Record set:
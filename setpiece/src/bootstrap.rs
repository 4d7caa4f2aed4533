// Copyright 2025 the Setpiece Authors
// SPDX-License-Identifier: Apache-2.0 OR MIT

//! JSON-shaped payload types for bootstrap and export.
//!
//! These DTOs are the only serde surface of the workspace; core types stay
//! serialization-free and the conversions live here. The payload shape:
//!
//! ```json
//! { "scene": { "id": "...", "name": "...", "frame": "map",
//!   "rooms":     [ { "id", "name", "bbox": { "min": [x,y,z], "max": [x,y,z] } } ],
//!   "objects":   [ { "id", "name", "cls", "pos", "ori",
//!                    "bbox": { "type": "OBB", "xyz": [w,d,h] },
//!                    "aff", "lom", "conf", "state", "meta" } ],
//!   "relations": [ { "r", "a", "b", "conf", "props", "ts" } ] } }
//! ```
//!
//! Rooms become pinned nodes of class `room` so that `in` relations have
//! valid endpoints; they are invisible to collision, placement, and support.

use std::collections::BTreeMap;

use glam::DVec3;
use serde::{Deserialize, Serialize};
use tracing::warn;

use setpiece_graph::{
    Attachment, Lom, Node, NodeState, Relation, Stamp, StateFlags, Value,
};
use setpiece_relate::RelationKind;

/// Top-level bootstrap/export document.
#[derive(Clone, Debug, Default, Serialize, Deserialize)]
pub struct BootstrapPayload {
    /// The scene body.
    pub scene: ScenePayload,
}

impl BootstrapPayload {
    /// Parses a payload from JSON text.
    pub fn from_json(json: &str) -> Result<Self, serde_json::Error> {
        serde_json::from_str(json)
    }

    /// Renders the payload as pretty JSON.
    pub fn to_json(&self) -> Result<String, serde_json::Error> {
        serde_json::to_string_pretty(self)
    }
}

/// The scene body of a payload.
#[derive(Clone, Debug, Default, Serialize, Deserialize)]
pub struct ScenePayload {
    /// Scene id.
    #[serde(default)]
    pub id: String,
    /// Scene name.
    #[serde(default)]
    pub name: String,
    /// Coordinate frame; always `"map"` in this system.
    #[serde(default = "default_frame")]
    pub frame: String,
    /// Rooms.
    #[serde(default)]
    pub rooms: Vec<RoomPayload>,
    /// Objects.
    #[serde(default)]
    pub objects: Vec<ObjectPayload>,
    /// Relations.
    #[serde(default)]
    pub relations: Vec<RelationPayload>,
    /// Present on exports only.
    #[serde(default, skip_serializing_if = "Option::is_none")]
    pub export_metadata: Option<ExportMetadata>,
    /// The last few event-log entries; present on exports only.
    #[serde(default, skip_serializing_if = "Vec::is_empty")]
    pub recent_events: Vec<EventPayload>,
}

fn default_frame() -> String {
    "map".to_owned()
}

fn default_conf() -> f64 {
    1.0
}

fn default_ori() -> [f64; 4] {
    [0.0, 0.0, 0.0, 1.0]
}

fn default_lom() -> String {
    "medium".to_owned()
}

/// A room, described by its axis-aligned extent.
#[derive(Clone, Debug, Serialize, Deserialize)]
pub struct RoomPayload {
    /// Room id, the endpoint of `in` relations.
    pub id: String,
    /// Room name.
    #[serde(default)]
    pub name: String,
    /// Extent corners.
    pub bbox: CornersPayload,
}

/// Min/max corner pair.
#[derive(Clone, Debug, Serialize, Deserialize)]
pub struct CornersPayload {
    /// Minimum corner.
    pub min: [f64; 3],
    /// Maximum corner.
    pub max: [f64; 3],
}

/// An object.
#[derive(Clone, Debug, Serialize, Deserialize)]
pub struct ObjectPayload {
    /// Object id.
    pub id: String,
    /// Human-readable name.
    #[serde(default)]
    pub name: String,
    /// Class tag.
    pub cls: String,
    /// World-frame centre.
    pub pos: [f64; 3],
    /// Orientation quaternion.
    #[serde(default = "default_ori")]
    pub ori: [f64; 4],
    /// Extents.
    pub bbox: BboxPayload,
    /// Affordance tags.
    #[serde(default)]
    pub aff: Vec<String>,
    /// Level of mobility.
    #[serde(default = "default_lom")]
    pub lom: String,
    /// Confidence.
    #[serde(default = "default_conf")]
    pub conf: f64,
    /// State mapping; recognized keys are typed on conversion.
    #[serde(default)]
    pub state: BTreeMap<String, serde_json::Value>,
    /// Opaque metadata.
    #[serde(default)]
    pub meta: BTreeMap<String, serde_json::Value>,
}

/// Oriented-bounding-box extents. Only the extents are interpreted.
#[derive(Clone, Debug, Serialize, Deserialize)]
pub struct BboxPayload {
    /// Box representation tag, conventionally `"OBB"`.
    #[serde(rename = "type", default = "default_bbox_type")]
    pub kind: String,
    /// Full extents (width, depth, height).
    pub xyz: [f64; 3],
}

fn default_bbox_type() -> String {
    "OBB".to_owned()
}

/// A relation row.
#[derive(Clone, Debug, Serialize, Deserialize)]
pub struct RelationPayload {
    /// Relation kind wire name.
    pub r: String,
    /// Source endpoint.
    pub a: String,
    /// Target endpoint.
    pub b: String,
    /// Confidence.
    #[serde(default = "default_conf")]
    pub conf: f64,
    /// Numeric evidence.
    #[serde(default)]
    pub props: BTreeMap<String, f64>,
    /// Timestamp; exports always carry one.
    #[serde(default, skip_serializing_if = "Option::is_none")]
    pub ts: Option<f64>,
}

/// Export-only scene statistics.
#[derive(Copy, Clone, Debug, Serialize, Deserialize)]
pub struct ExportMetadata {
    /// Node count, rooms excluded.
    pub total_objects: usize,
    /// Relation count.
    pub total_relationships: usize,
    /// `REL_UPSERT` + `REL_REMOVED` entries in the event log.
    pub negotiation_events: usize,
}

/// One exported event-log entry.
#[derive(Clone, Debug, Serialize, Deserialize)]
pub struct EventPayload {
    /// Event kind wire name.
    #[serde(rename = "type")]
    pub kind: String,
    /// Timestamp in seconds.
    pub ts: f64,
    /// Node id, for node events.
    #[serde(default, skip_serializing_if = "Option::is_none")]
    pub id: Option<String>,
    /// Relation key rendering, for relation events.
    #[serde(default, skip_serializing_if = "Option::is_none")]
    pub key: Option<String>,
}

impl ObjectPayload {
    /// Converts to a core node, typing recognized state keys.
    #[must_use]
    pub fn into_node(self) -> Node {
        let mut node = Node::new(
            self.id,
            self.cls,
            DVec3::from_array(self.pos),
            DVec3::from_array(self.bbox.xyz),
        );
        node.name = self.name;
        node.ori = self.ori;
        node.aff = self.aff;
        node.lom = Lom::parse(&self.lom);
        node.conf = self.conf;
        node.state = state_from_json(self.state);
        node.meta = self
            .meta
            .into_iter()
            .map(|(k, v)| (k, json_to_value(v)))
            .collect();
        node
    }
}

impl RoomPayload {
    /// Converts to a pinned node of class `room` spanning the extent.
    #[must_use]
    pub fn into_node(self) -> Node {
        let min = DVec3::from_array(self.bbox.min);
        let max = DVec3::from_array(self.bbox.max);
        let mut node = Node::new(self.id, "room", (min + max) / 2.0, max - min);
        node.name = self.name;
        node.lom = Lom::Fixed;
        node.state = NodeState::pinned(None);
        node
    }
}

impl RelationPayload {
    /// Converts to a core relation; unknown kinds are dropped with a
    /// warning.
    #[must_use]
    pub fn into_relation(self, default_ts: Stamp) -> Option<Relation> {
        let Some(kind) = RelationKind::parse(&self.r) else {
            warn!(r = %self.r, "unknown relation kind in payload, dropped");
            return None;
        };
        Some(Relation {
            kind,
            a: self.a,
            b: self.b,
            props: self.props,
            ts: self.ts.map_or(default_ts, Stamp),
            conf: self.conf,
        })
    }
}

/// Types the recognized state keys and keeps the rest verbatim.
fn state_from_json(raw: BTreeMap<String, serde_json::Value>) -> NodeState {
    let mut state = NodeState::default();
    for (key, value) in raw {
        match key.as_str() {
            "physics_override" => {
                state
                    .flags
                    .set(StateFlags::PHYSICS_OVERRIDE, value.as_bool() == Some(true));
            }
            "prevent_gravity" => {
                state
                    .flags
                    .set(StateFlags::PREVENT_GRAVITY, value.as_bool() == Some(true));
            }
            "attachment_type" => {
                state.attachment = value.as_str().map(Attachment::parse);
            }
            _ => {
                state.extra.insert(key, json_to_value(value));
            }
        }
    }
    state
}

/// Flattens typed state back into a JSON mapping.
#[must_use]
pub(crate) fn state_to_json(state: &NodeState) -> BTreeMap<String, serde_json::Value> {
    let mut raw: BTreeMap<String, serde_json::Value> = state
        .extra
        .iter()
        .map(|(k, v)| (k.clone(), value_to_json(v)))
        .collect();
    if state.is_pinned() {
        raw.insert("physics_override".to_owned(), serde_json::Value::Bool(true));
    }
    if state.prevents_gravity() {
        raw.insert("prevent_gravity".to_owned(), serde_json::Value::Bool(true));
    }
    if let Some(attachment) = &state.attachment {
        raw.insert(
            "attachment_type".to_owned(),
            serde_json::Value::String(attachment.as_str().to_owned()),
        );
    }
    raw
}

pub(crate) fn json_to_value(value: serde_json::Value) -> Value {
    match value {
        serde_json::Value::Bool(b) => Value::Bool(b),
        serde_json::Value::Number(n) => Value::Number(n.as_f64().unwrap_or(0.0)),
        serde_json::Value::String(s) => Value::Text(s),
        other => Value::Text(other.to_string()),
    }
}

pub(crate) fn value_to_json(value: &Value) -> serde_json::Value {
    match value {
        Value::Bool(b) => serde_json::Value::Bool(*b),
        Value::Number(n) => serde_json::Number::from_f64(*n)
            .map_or(serde_json::Value::Null, serde_json::Value::Number),
        Value::Text(s) => serde_json::Value::String(s.clone()),
    }
}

Exercise prompt:
Everything from the first line of the data through the line holding "core types stay" should be output exactly, and no other lines.

Reply:
filename setpiece/src/bootstrap.rs
repository 4d7caa4f2aed4533
// Copyright 2025 the Setpiece Authors
// SPDX-License-Identifier: Apache-2.0 OR MIT

//! JSON-shaped payload types for bootstrap and export.
//!
//! These DTOs are the only serde surface of the workspace; core types stay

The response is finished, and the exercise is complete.